Examples of real vector spaces are
The ordinary vectors in the plane or in space.
The couples of real numbers.
The complex numbers.
The real numbers
The n-tuples (a,b,c,..,l) ; with a,b,.. in R.
Calculation rules
Deducing from the postulates of a vector space, one can prove the following calculation rules.

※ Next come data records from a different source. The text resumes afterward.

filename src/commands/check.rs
//! The check command: report doc comments that fix would change.
//!
//! Nothing is written. The command fails when at least one exported
//! declaration needs a fix, which makes it usable as a CI gate.

use super::{display_path, plan_run};
use crate::cli::CheckArgs;
use crate::parser::{AppliedFix, GoParser};
use anyhow::{Context, Result};
use rayon::prelude::*;
use serde::Serialize;
use std::fs;
use std::path::Path;

/// A declaration whose doc comment needs fixing
#[derive(Debug, Clone, Serialize)]
pub struct Finding {
    /// File path relative to root
    pub file: String,
    #[serde(flatten)]
    pub fix: AppliedFix,
}

pub fn run_check(args: &CheckArgs, root: &Path) -> Result<()> {
    let findings = check_files(args, root)?;

    if args.json {
        println!("{}", serde_json::to_string_pretty(&findings)?);
    } else {
        for finding in &findings {
            let fix = &finding.fix;
            println!(
                "{}:{}: {} {}: {}",
                finding.file, fix.line, fix.kind, fix.name, fix.defect
            );
            if let Some(before) = &fix.before {
                println!("    - {}", before);
            }
            println!("    + {}", fix.after);
        }
        println!("Findings: {}", findings.len());
    }

    if !findings.is_empty() {
        anyhow::bail!("{} declarations need godoc fixes", findings.len());
    }

    Ok(())
}

/// Collect findings for every selected file, ordered by file then line.
pub fn check_files(args: &CheckArgs, root: &Path) -> Result<Vec<Finding>> {
    let plan = plan_run(root, &args.paths, &args.style, &args.common)?;
    let parser = GoParser::new();

    let per_file = plan
        .files
        .par_iter()
        .map(|path| -> Result<Vec<Finding>> {
            let source = fs::read_to_string(path)
                .with_context(|| format!("Failed to read {}", path.display()))?;
            let result = parser
                .fix_source(&source, &plan.style)
                .with_context(|| format!("Failed to parse {}", path.display()))?;

            let file = display_path(path, root);
            Ok(result
                .fixes
                .into_iter()
                .map(|fix| Finding {
                    file: file.clone(),
                    fix,
                })
                .collect())
        })
        .collect::<Result<Vec<_>>>()?;

    Ok(per_file.into_iter().flatten().collect())
}
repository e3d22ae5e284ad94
mod args;

pub use args::*;
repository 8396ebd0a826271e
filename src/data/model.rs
use serde::{Deserialize, Deserializer};
use thiserror::Error;

// ---------------------------------------------------------------------------
// Column names of the source file (matched after lower-casing)
// ---------------------------------------------------------------------------

pub const COL_AGE: &str = "edad";
pub const COL_MONTHS: &str = "meses_cotizados";
pub const COL_SEX: &str = "sexo";
pub const COL_PENSIONER: &str = "pensionado";
pub const COL_BENEFIT: &str = "consultara_beneficio";

/// Every column a [`Record`] is populated from.
pub const REQUIRED_COLUMNS: [&str; 5] = [COL_AGE, COL_MONTHS, COL_SEX, COL_PENSIONER, COL_BENEFIT];

/// Display labels of the two clean outcome categories, in sorted order (0, 1).
pub const OUTCOME_LABELS: [&str; 2] = ["No Reciben", "Reciben"];

// ---------------------------------------------------------------------------
// Errors
// ---------------------------------------------------------------------------

#[derive(Debug, Error)]
pub enum DatasetError {
    #[error("missing required column '{column}'")]
    MissingColumn { column: &'static str },
    #[error("'{value}' is not an integer")]
    InvalidNumber { value: String },
}

// ---------------------------------------------------------------------------
// Record – one row of the source file
// ---------------------------------------------------------------------------

/// A single pension-benefit record.
///
/// Flags are kept as the raw integers found in the file: the dashboard only
/// ever compares them to `1` or sums them, so values outside `{0, 1}` load
/// untouched.
#[derive(Debug, Clone, PartialEq, Eq, Deserialize)]
pub struct Record {
    #[serde(rename = "edad", deserialize_with = "de_int")]
    pub age: i64,
    #[serde(rename = "meses_cotizados", deserialize_with = "de_int")]
    pub months_contributed: i64,
    #[serde(rename = "sexo", deserialize_with = "de_sex")]
    pub sex: String,
    #[serde(rename = "pensionado", deserialize_with = "de_int")]
    pub is_pensioner: i64,
    #[serde(rename = "consultara_beneficio", deserialize_with = "de_int")]
    pub will_request_benefit: i64,
}

impl Record {
    pub fn is_pensioner(&self) -> bool {
        self.is_pensioner == 1
    }

    /// The outcome variable (whether the person will request the benefit).
    pub fn outcome(&self) -> i64 {
        self.will_request_benefit
    }
}

/// Upper-case and trim a `sexo` cell. Values other than `F`/`M` pass through.
pub fn normalize_sex(raw: &str) -> String {
    raw.trim().to_uppercase()
}

/// Coerce a cell into an integer: plain integers, or floats with no
/// fractional part (`"70.0"`), surrounded by optional whitespace.
pub fn coerce_int(raw: &str) -> Result<i64, DatasetError> {
    let s = raw.trim();
    if let Ok(i) = s.parse::<i64>() {
        return Ok(i);
    }
    match s.parse::<f64>() {
        Ok(f) if f.is_finite() && f.fract() == 0.0 && f.abs() < i64::MAX as f64 => Ok(f as i64),
        _ => Err(DatasetError::InvalidNumber {
            value: raw.to_string(),
        }),
    }
}

fn de_int<'de, D: Deserializer<'de>>(de: D) -> Result<i64, D::Error> {
    let raw = String::deserialize(de)?;
    coerce_int(&raw).map_err(serde::de::Error::custom)
}

fn de_sex<'de, D: Deserializer<'de>>(de: D) -> Result<String, D::Error> {
    let raw = String::deserialize(de)?;
    Ok(normalize_sex(&raw))
}

/// Label used for an outcome value on chart axes and legends.
pub fn outcome_label(value: i64) -> String {
    match value {
        0 | 1 => OUTCOME_LABELS[value as usize].to_string(),
        other => other.to_string(),
    }
}

// ---------------------------------------------------------------------------
// Dataset – the complete loaded file
// ---------------------------------------------------------------------------

/// The full, immutable dataset. Row order matches the source file.
#[derive(Debug, Clone, Default)]
pub struct Dataset {
    pub records: Vec<Record>,
    /// Normalized (trimmed, lower-cased) header of the source file.
    pub columns: Vec<String>,
}

impl Dataset {
    pub fn new(records: Vec<Record>, columns: Vec<String>) -> Self {
        Dataset { records, columns }
    }

    /// Number of records.
    pub fn len(&self) -> usize {
        self.records.len()
    }

    /// Whether the dataset is empty.
    pub fn is_empty(&self) -> bool {
        self.records.is_empty()
    }
}

#[cfg(test)]
mod tests {
    use super::*;

    #[test]
    fn coerces_integral_cells() {
        assert_eq!(coerce_int("42").unwrap(), 42);
        assert_eq!(coerce_int("  7 ").unwrap(), 7);
        assert_eq!(coerce_int("70.0").unwrap(), 70);
        assert_eq!(coerce_int("-3").unwrap(), -3);
    }

    #[test]
    fn rejects_non_integral_cells() {
        assert!(coerce_int("").is_err());
        assert!(coerce_int("abc").is_err());
        assert!(coerce_int("65.5").is_err());
        assert!(coerce_int("NaN").is_err());
    }

    #[test]
    fn sex_is_trimmed_and_uppercased() {
        assert_eq!(normalize_sex(" f "), "F");
        assert_eq!(normalize_sex("m"), "M");
        assert_eq!(normalize_sex(" otro"), "OTRO");
    }

    #[test]
    fn outcome_labels_follow_sorted_category_order() {
        assert_eq!(outcome_label(0), "No Reciben");
        assert_eq!(outcome_label(1), "Reciben");
        assert_eq!(outcome_label(2), "2");
    }
}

They hold for each vector u,v in V, and for each r,s in R.
u + u + u + u + ... + u = nu (n terms at the left side)
0u = 0
r0 = 0
(-r)u = r(-u) = -(ru)
r(u - v) = ru - rv
(r - s)u = ru - su
ru = 0 <=> (r = 0 or u = 0)
(ru = rv with r not zero) = > u = v
(ru = su with u not zero) => r = s
Subspaces
definition
M is a subspace of a vector space V
if and only if

M is a non-void subset of V
M is a real vector space
Criterion
Theorem:
A non-void subset M of a vector space V, is a vector space
if and only if
rx + sy is in M for any r,s in R and any x,y in M.

Part 1: first we prove that
If M is a vector space then rx + sy is in M for any r,s in R and any x,y in M.
Well, if M is a vector space then, from the postulates, rx and sy are in M and therefore rx + sy is in M .
Part 2: we prove that
If rx + sy is in M for any r,s in R and any x,y in M, then M is a vector space.

Since rx + sy is in M, choose r = s = 1. So, x + y is in M
Since the associativity holds in V, it holds in M
Since rx + sy is in M, choose r = 1 s = -1. So, 0 is in M
Since rx + sy is in M, choose r = -1 s = 0. So, -x is in M
Since the commutativity holds in V, it holds in M
Since rx + sy is in M, choose s = 0. So, rx is in M
The properties of scalar multiplication hold because they hold in V.
Q.E.D.
Intersection of two spaces
Theorem:

The intersection of two subspaces M and N of V, is itself a subspace of V. .

Proof:
Since 0 is in M and in N, 0 is in the intersection.
For any r,s in R and any x, y in the intersection of M and N, we can state:
(rx + sy is in M) and (rx + sy is in N); so it is in the intersection.
Appealing on previous criterion the intersection of M and N is a subspace of V.
Generators of a vector space
Linear combinations of vectors
Take from a vector space V, the vectors a,b,c,d ... ,l .
Take as much real numbers r,s,t, ... ,z .
Then we call ra + sb + tc + ... + zl a linear combination of the vectors a,b,c,d ... ,l.
Generating a vector space
Let D = { a,b,c,d ... ,l } a fixed set of vectors from V.
Let M be the set of all possible linear combinations of the vectors of D.
We'll show that M is a vector space.
Indeed, appealing on previous criterion, take two vectors u,v from M.
For any r,s in R, we have that ru + sv is a linear combination of two linear combinations of a,b,c,d ... ,l. So ru + sv is itself a linear combination of a,b,c,d ... ,l and therefore ru + sv is in M.
Since each vector space containing the vectors a,b,c,d ... ,l must contain each linear combination of these vectors, M is the 'smallest' vectorspace genereted by D.
Conclusions and definitions:

All linear combinations of vectors of D = { a,b,c,d ... ,l } generate a vector space M.
The elements of D are called, generators of M.
M is called the vector space spanned by D.
The vector space spanned by the vectors a,b,c,d ... ,l is span(D).
It is the smallest vectorspace containing the set D.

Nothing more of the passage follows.